In the original essay, I quote O'Reilly's most recent definition of
fascism: "Using the threat of terror, which a lawsuit is, to promote
policy," (The O'Reilly Factor, 1/2/03). One correspondent has accused me
of being "sloppy" in supposedly conflating O'Reilly's definition to
include all lawsuits rather than ones used, as O'Reilly stated, "to
promote policy." I find this argument specious in that "to promote
policy" is a sufficiently ambiguous qualifier as to include nearly any
cause for which one might sue. To wit, the threat O'Reilly made, through his
lawyers, to the author of the oreilly-sucks.com website. O'Reilly's lawyers
warn the author that his "unauthorized use of Mr. O'Reilly's name for
commercial use" is a violation of the law (the website contains
advertising banners). "Immediately discontinue using Mr. O'Reilly's name
in any way as a designation for your website. . . . To the extent that you
ignore this request, you do so at your own peril," threatens Dianne
Brandi, a lawyer for both O'Reilly and Fox News. I would argue that the
"policy" being promoted here by these "fascist terrorists"

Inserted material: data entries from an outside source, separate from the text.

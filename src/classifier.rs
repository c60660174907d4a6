//! The two candidate classifiers: logistic regression and k-nearest-neighbours.

use log::debug;
use serde::{Deserialize, Serialize};
use smartcore::linalg::basic::arrays::Array;
use smartcore::linear::logistic_regression::{LogisticRegression, LogisticRegressionParameters};

use crate::pipeline::convert_features_to_matrix;
use crate::{CardioError, Result};

#[derive(Debug, Clone, Copy, PartialEq, Serialize, Deserialize)]
pub enum ClassifierSpec {
    /// L2-regularised logistic regression with penalty weight `alpha`.
    Logistic { alpha: f64 },
    /// Majority vote of the `k` nearest training rows (euclidean, uniform
    /// weights).
    Neighbors { k: usize },
}

#[derive(Debug, Clone, PartialEq, Serialize, Deserialize)]
pub enum FittedClassifier {
    Logistic(LogisticModel),
    Neighbors(NeighborModel),
}

impl FittedClassifier {
    pub fn fit(spec: ClassifierSpec, x: &[Vec<f64>], y: &[i32]) -> Result<Self> {
        if x.is_empty() || x.len() != y.len() {
            return Err(CardioError::Fit(format!(
                "{} feature rows for {} labels",
                x.len(),
                y.len()
            )));
        }
        match spec {
            ClassifierSpec::Logistic { alpha } => LogisticModel::fit(x, y, alpha).map(Self::Logistic),
            ClassifierSpec::Neighbors { k } => NeighborModel::fit(x, y, k).map(Self::Neighbors),
        }
    }

    /// Probability of class 1 for one encoded row.
    pub fn positive_probability(&self, row: &[f64]) -> f64 {
        match self {
            Self::Logistic(model) => model.positive_probability(row),
            Self::Neighbors(model) => model.positive_probability(row),
        }
    }
}

/// Weights and intercept of a binary logistic regression.
///
/// Fitting goes through smartcore; only the parameters are kept, which is
/// all that scoring needs.
#[derive(Debug, Clone, PartialEq, Serialize, Deserialize)]
pub struct LogisticModel {
    pub weights: Vec<f64>,
    pub intercept: f64,
}

impl LogisticModel {
    pub fn fit(x: &[Vec<f64>], y: &[i32], alpha: f64) -> Result<Self> {
        if !(y.contains(&0) && y.contains(&1)) {
            return Err(CardioError::Fit(
                "logistic regression needs both classes in the training rows".to_string(),
            ));
        }
        let dense = convert_features_to_matrix(x);
        let labels = y.to_vec();
        let model = LogisticRegression::fit(
            &dense,
            &labels,
            LogisticRegressionParameters::default().with_alpha(alpha),
        )?;

        let weights: Vec<f64> = model.coefficients().iterator(0).copied().collect();
        let intercept = model.intercept().iterator(0).copied().next().unwrap_or(0.0);
        if weights.len() != x[0].len() {
            return Err(CardioError::Fit(format!(
                "expected {} coefficients, solver returned {}",
                x[0].len(),
                weights.len()
            )));
        }
        debug!("logistic weights={weights:?} intercept={intercept:.4}");
        Ok(Self { weights, intercept })
    }

    pub fn positive_probability(&self, row: &[f64]) -> f64 {
        let z = self.intercept + self.weights.iter().zip(row).map(|(w, v)| w * v).sum::<f64>();
        sigmoid(z)
    }
}

fn sigmoid(z: f64) -> f64 {
    if z >= 0.0 {
        1.0 / (1.0 + (-z).exp())
    } else {
        let e = z.exp();
        e / (1.0 + e)
    }
}

/// The stored neighbour set of a fitted k-NN classifier.
#[derive(Debug, Clone, PartialEq, Serialize, Deserialize)]
pub struct NeighborModel {
    pub k: usize,
    points: Vec<Vec<f64>>,
    labels: Vec<i32>,
}

impl NeighborModel {
    pub fn fit(x: &[Vec<f64>], y: &[i32], k: usize) -> Result<Self> {
        if k == 0 || k > x.len() {
            return Err(CardioError::Fit(format!(
                "k = {k} neighbours requested from {} training rows",
                x.len()
            )));
        }
        Ok(Self {
            k,
            points: x.to_vec(),
            labels: y.to_vec(),
        })
    }

    /// Share of class-1 labels among the `k` closest stored rows. Equal
    /// distances keep training order.
    pub fn positive_probability(&self, row: &[f64]) -> f64 {
        let mut distances: Vec<(f64, usize)> = self
            .points
            .iter()
            .enumerate()
            .map(|(i, p)| (squared_distance(p, row), i))
            .collect();
        distances.sort_by(|a, b| a.0.total_cmp(&b.0).then(a.1.cmp(&b.1)));
        let positives = distances
            .iter()
            .take(self.k)
            .filter(|&&(_, i)| self.labels[i] == 1)
            .count();
        positives as f64 / self.k as f64
    }
}

pub fn squared_distance(a: &[f64], b: &[f64]) -> f64 {
    a.iter().zip(b).map(|(x, y)| (x - y).powi(2)).sum()
}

is O'Reilly's, namely, wanting to be able to criticize without being criticized
Perhaps even more indicative of O'Reilly's fascism, though, was his
treatment on the February 4 edition of the "O'Reilly Factor," of
Jeremy Glick, a signer of the Not In Our Name Statement of Conscience whose
father perished in the World Trade Center attacks:
O'REILLY: In the "Personal Stories" segment
tonight, we were surprised to find out than an American who lost his father in
the World Trade Center attack had signed an anti-war advertisement that accused
the USA itself of terrorism.
The offending passage read, "We too watched with
shock the horrific events of September 11... we too mourned the thousands of
innocent dead and shook our heads at the terrible scenes of carnage -- even as
we recalled similar scenes in Baghdad, Panama City, and a generation ago,
With us now is Jeremy Glick, whose father, Barry, was
a Port Authority worker at the Trade Center. Mr. Glick is a co-author of the
book "Another World is Possible."
I'm surprised you signed this. You were the only one
of all of the families who signed...
JEREMY GLICK, FATHER DIED IN WORLD TRADE CENTER:
Well, actually, that's not true.
O'REILLY: Who signed the advertisement?
GLICK: Peaceful Tomorrow, which represents 9/11
families, were also involved.
O'REILLY: Hold it, hold it, hold it, Jeremy. You're the
only one who signed this advertisement.
GLICK: As an individual.
O'REILLY: Yes, as -- with your name. You were the
only one. I was surprised, and the reason I was surprised is that this ad
equates the United States with the terrorists. And I was offended by that.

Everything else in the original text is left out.